ID,Created at,Last update,State,Comment
9,2023-06-01,2023-06-01,open,Create `build.rs` for installation
1,2023-05-15,2023-05-15,open,Move from StructOpt to App

Usage

The tool requires a JSON file containing GitHub issues, or a valid GitHub repository name. A valid JSON file can be retrieved either with a plugin from a browser or by accessing GitHub API for a repository with curl. This is the help message of the application:

issue-tracking 1.0.0
GitHub issues parser and exporter from JSON to csv

USAGE:
    issue-tracking [FLAGS] [OPTIONS] <json>

FLAGS:
    -g, --get             GET the JSON file from GitHub API.
    -h, --help            Prints help information
        --print-labels    Print all available labels in the repository.
    -V, --version         Prints version information

OPTIONS:
        --end-date <end-date>        Only consider issues updated before this date.
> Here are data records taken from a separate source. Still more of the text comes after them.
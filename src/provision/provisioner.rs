use std::fs::{self, File};
use std::io::BufWriter;
use std::path::{Path, PathBuf};
use std::sync::Arc;

use crate::logging::LogSink;
use super::digest::{digests_match, sha256_file};
use super::lock::{path_lock, release_path_lock};
use super::source::{ArtifactSource, FetchError, HttpSource};
use super::types::{ArtifactSpec, ArtifactState, ProvisionError, VerifyPolicy};

/// Guarantees that an artifact is present and intact on local disk.
///
/// The provisioner owns its download source and its log sink. It keeps no state
/// between calls: every call to [`Provisioner::ensure`] re-derives the artifact
/// state from the filesystem.
pub struct Provisioner {
    source: Box<dyn ArtifactSource>,
    sink: Arc<dyn LogSink>,
    policy: VerifyPolicy,
}

impl Provisioner {
    /// Creates a provisioner over an arbitrary source.
    ///
    /// # Arguments
    ///
    /// * `source` - Where missing artifacts are fetched from
    /// * `sink` - Receives progress and failure messages
    pub fn new(source: Box<dyn ArtifactSource>, sink: Arc<dyn LogSink>) -> Self {
        Self {
            source,
            sink,
            policy: VerifyPolicy::default(),
        }
    }

    /// Creates a provisioner that downloads over HTTP(S).
    pub fn http(sink: Arc<dyn LogSink>) -> Result<Self, ProvisionError> {
        let source = HttpSource::new().map_err(|e| ProvisionError::Network(e.to_string()))?;
        Ok(Self::new(Box::new(source), sink))
    }

    /// Sets the policy applied to an artifact that is already on disk.
    pub fn with_policy(mut self, policy: VerifyPolicy) -> Self {
        self.policy = policy;
        self
    }

    pub fn policy(&self) -> VerifyPolicy {
        self.policy
    }

    /// Ensures the artifact described by `spec` exists locally and returns its path.
    ///
    /// An existing file is trusted as-is under [`VerifyPolicy::TrustExisting`]. A
    /// missing file is downloaded to a `.part` sibling, hashed, and only moved onto
    /// the target path when its digest matches. A mismatched download is deleted.
    ///
    /// # Errors
    ///
    /// * `ProvisionError::Network` - the download could not complete
    /// * `ProvisionError::Integrity` - the downloaded bytes hash to the wrong digest
    /// * `ProvisionError::Io` - local filesystem failure
    pub fn ensure(&self, spec: &ArtifactSpec) -> Result<PathBuf, ProvisionError> {
        let lock = path_lock(&spec.path);
        let result = {
            let _guard = lock.lock().unwrap_or_else(|e| e.into_inner());
            self.ensure_locked(spec)
        };
        drop(lock);
        release_path_lock(&spec.path);
        result
    }

    fn ensure_locked(&self, spec: &ArtifactSpec) -> Result<PathBuf, ProvisionError> {
        if spec.path.is_file() {
            match self.policy {
                VerifyPolicy::TrustExisting => {
                    self.sink.info(&format!("Model file already exists: {}", spec.path.display()));
                    return Ok(spec.path.clone());
                }
                VerifyPolicy::Reverify => match self.check_existing(spec)? {
                    ArtifactState::PresentVerified => {
                        self.sink.info(&format!("Model file verified: {}", spec.path.display()));
                        return Ok(spec.path.clone());
                    }
                    _ => {
                        self.sink.warn(&format!(
                            "Existing model file failed verification, re-downloading: {}",
                            spec.path.display()
                        ));
                        self.remove_quietly(&spec.path);
                    }
                },
            }
        }

        self.ensure_parent_dir(&spec.path)?;

        let partial = spec.partial_path();
        self.sink.info(&format!("Downloading model from {}...", spec.url));
        match self.download(&spec.url, &partial) {
            Ok(bytes) => self.sink.info(&format!("Download complete ({} bytes).", bytes)),
            Err(e) => {
                self.remove_quietly(&partial);
                let err = ProvisionError::Network(e.to_string());
                self.sink.error(&format!("Model download failed: {}", e));
                return Err(err);
            }
        }

        let actual = match sha256_file(&partial) {
            Ok(digest) => digest,
            Err(e) => {
                self.remove_quietly(&partial);
                self.sink.error(&format!("Failed to hash downloaded model: {}", e));
                return Err(ProvisionError::Io(e));
            }
        };

        if !digests_match(&actual, &spec.expected_sha256) {
            self.remove_quietly(&partial);
            let err = ProvisionError::Integrity {
                expected: spec.expected_sha256.clone(),
                actual,
            };
            self.sink.error(&format!("{}. Downloaded model is corrupted and was removed.", err));
            return Err(err);
        }

        if let Err(e) = fs::rename(&partial, &spec.path) {
            self.remove_quietly(&partial);
            self.sink.error(&format!(
                "Failed to move verified model into place at {}: {}",
                spec.path.display(),
                e
            ));
            return Err(ProvisionError::Io(e));
        }

        self.sink.info("SHA256 verification successful.");
        self.sink.info(&format!("Model is ready at: {}", spec.path.display()));
        Ok(spec.path.clone())
    }

    fn check_existing(&self, spec: &ArtifactSpec) -> Result<ArtifactState, ProvisionError> {
        spec.state(true).map_err(|e| {
            self.sink.error(&format!("Failed to hash existing model {}: {}", spec.path.display(), e));
            ProvisionError::Io(e)
        })
    }

    fn ensure_parent_dir(&self, path: &Path) -> Result<(), ProvisionError> {
        let parent = match path.parent() {
            Some(p) if !p.as_os_str().is_empty() => p,
            _ => return Ok(()),
        };
        if parent.is_dir() {
            return Ok(());
        }
        // create_dir_all treats an existing directory as success
        fs::create_dir_all(parent).map_err(|e| {
            self.sink.error(&format!("Failed to create models directory {}: {}", parent.display(), e));
            ProvisionError::Io(e)
        })?;
        self.sink.info(&format!("Created models directory: {}", parent.display()));
        Ok(())
    }

    fn download(&self, url: &str, partial: &Path) -> Result<u64, FetchError> {
        let file = File::create(partial).map_err(FetchError::Write)?;
        let mut writer = BufWriter::new(file);
        let bytes = self.source.fetch(url, &mut writer)?;
        let file = writer.into_inner().map_err(|e| FetchError::Write(e.into_error()))?;
        file.sync_all().map_err(FetchError::Write)?;
        Ok(bytes)
    }

    fn remove_quietly(&self, path: &Path) {
        if let Err(e) = fs::remove_file(path) {
            if e.kind() != std::io::ErrorKind::NotFound {
                self.sink.warn(&format!("Failed to remove {}: {}", path.display(), e));
            }
        }
    }
}

#[cfg(test)]
mod tests {
    use super::*;
    use crate::logging::{RecordingSink, Severity};
    use crate::provision::digest::sha256_hex;
    use crate::provision::lock::is_tracked;
    use std::io::{self, Write};
    use std::sync::atomic::{AtomicUsize, Ordering};

    /// Serves a fixed body and counts how often it was asked to.
    struct MemorySource {
        body: Vec<u8>,
        calls: Arc<AtomicUsize>,
    }

    impl ArtifactSource for MemorySource {
        fn fetch(&self, _url: &str, sink: &mut dyn Write) -> Result<u64, FetchError> {
            self.calls.fetch_add(1, Ordering::SeqCst);
            for chunk in self.body.chunks(3) {
                sink.write_all(chunk).map_err(FetchError::Write)?;
            }
            Ok(self.body.len() as u64)
        }
    }

    /// Writes part of the body and then drops the connection.
    struct BrokenSource;

    impl ArtifactSource for BrokenSource {
        fn fetch(&self, _url: &str, sink: &mut dyn Write) -> Result<u64, FetchError> {
            sink.write_all(b"GGUF-partial").map_err(FetchError::Write)?;
            Err(FetchError::Transport(
                io::Error::new(io::ErrorKind::ConnectionReset, "connection reset").to_string(),
            ))
        }
    }

    fn memory(body: &[u8]) -> (Box<dyn ArtifactSource>, Arc<AtomicUsize>) {
        let calls = Arc::new(AtomicUsize::new(0));
        let source = MemorySource {
            body: body.to_vec(),
            calls: Arc::clone(&calls),
        };
        (Box::new(source), calls)
    }

    #[test]
    fn test_creates_nested_directories() {
        let dir = tempfile::tempdir().unwrap();
        let path = dir.path().join("Content").join("LargeLanguageModels").join("m.gguf");
        let spec = ArtifactSpec::new("https://example.invalid/m.gguf", &path, sha256_hex(b"weights"));
        let (source, _) = memory(b"weights");
        let sink = Arc::new(RecordingSink::new());

        let provisioner = Provisioner::new(source, sink.clone());
        assert_eq!(provisioner.ensure(&spec).unwrap(), path);
        assert!(sink.contains(Severity::Info, "Created models directory"));
        assert!(!spec.partial_path().exists());
    }

    #[test]
    fn test_unwritable_parent_is_io_error() {
        let dir = tempfile::tempdir().unwrap();
        // The target's parent is a regular file, so nothing can be created under it
        let blocker = dir.path().join("blocker");
        fs::write(&blocker, b"x").unwrap();
        let spec = ArtifactSpec::new("u", blocker.join("m.gguf"), sha256_hex(b"weights"));
        let (source, calls) = memory(b"weights");
        let sink = Arc::new(RecordingSink::new());

        let err = Provisioner::new(source, sink.clone()).ensure(&spec).unwrap_err();
        assert!(matches!(err, ProvisionError::Io(_)));
        assert_eq!(calls.load(Ordering::SeqCst), 0);
        assert!(sink.contains(Severity::Error, "Failed to create models directory"));
    }

    #[test]
    fn test_broken_transfer_leaves_nothing_behind() {
        let dir = tempfile::tempdir().unwrap();
        let spec = ArtifactSpec::new("u", dir.path().join("m.gguf"), sha256_hex(b"weights"));
        let sink = Arc::new(RecordingSink::new());

        let err = Provisioner::new(Box::new(BrokenSource), sink.clone())
            .ensure(&spec)
            .unwrap_err();

        assert!(matches!(err, ProvisionError::Network(_)));
        assert!(!spec.path.exists());
        assert!(!spec.partial_path().exists());
        assert!(sink.contains(Severity::Error, "connection reset"));
    }

    #[test]
    fn test_ensured_artifact_verifies_and_releases_lock() {
        let dir = tempfile::tempdir().unwrap();
        let spec = ArtifactSpec::new("u", dir.path().join("m.gguf"), sha256_hex(b"weights"));
        let (source, _) = memory(b"weights");
        let provisioner = Provisioner::new(source, Arc::new(RecordingSink::new()));

        assert_eq!(spec.state(true).unwrap(), ArtifactState::Missing);
        provisioner.ensure(&spec).unwrap();
        assert_eq!(spec.state(true).unwrap(), ArtifactState::PresentVerified);
        assert!(!is_tracked(&spec.path));
    }
}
Format: YYYY-MM-DD [default:
                                     (newest)]
    -l, --label <label>              Filter the issues based on a label. [default: (all)]
    -o, --output <output>            Specify a file to store the csv. [default: out.csv]
        --start-date <start-date>    Only consider issues updated after this date. Format: YYYY-MM-DD [default:
                                     (oldest)]
    -s, --state <state>              Only consider issues that have a particular state. [default: (any)]

ARGS:
    <json>    Required JSON file link (local or from GitHub API).

If you're looking for specific issues, you can specify a label to search for when parsing the JSON file. You can also constraint the output between two dates, or only look for closed/opened issues.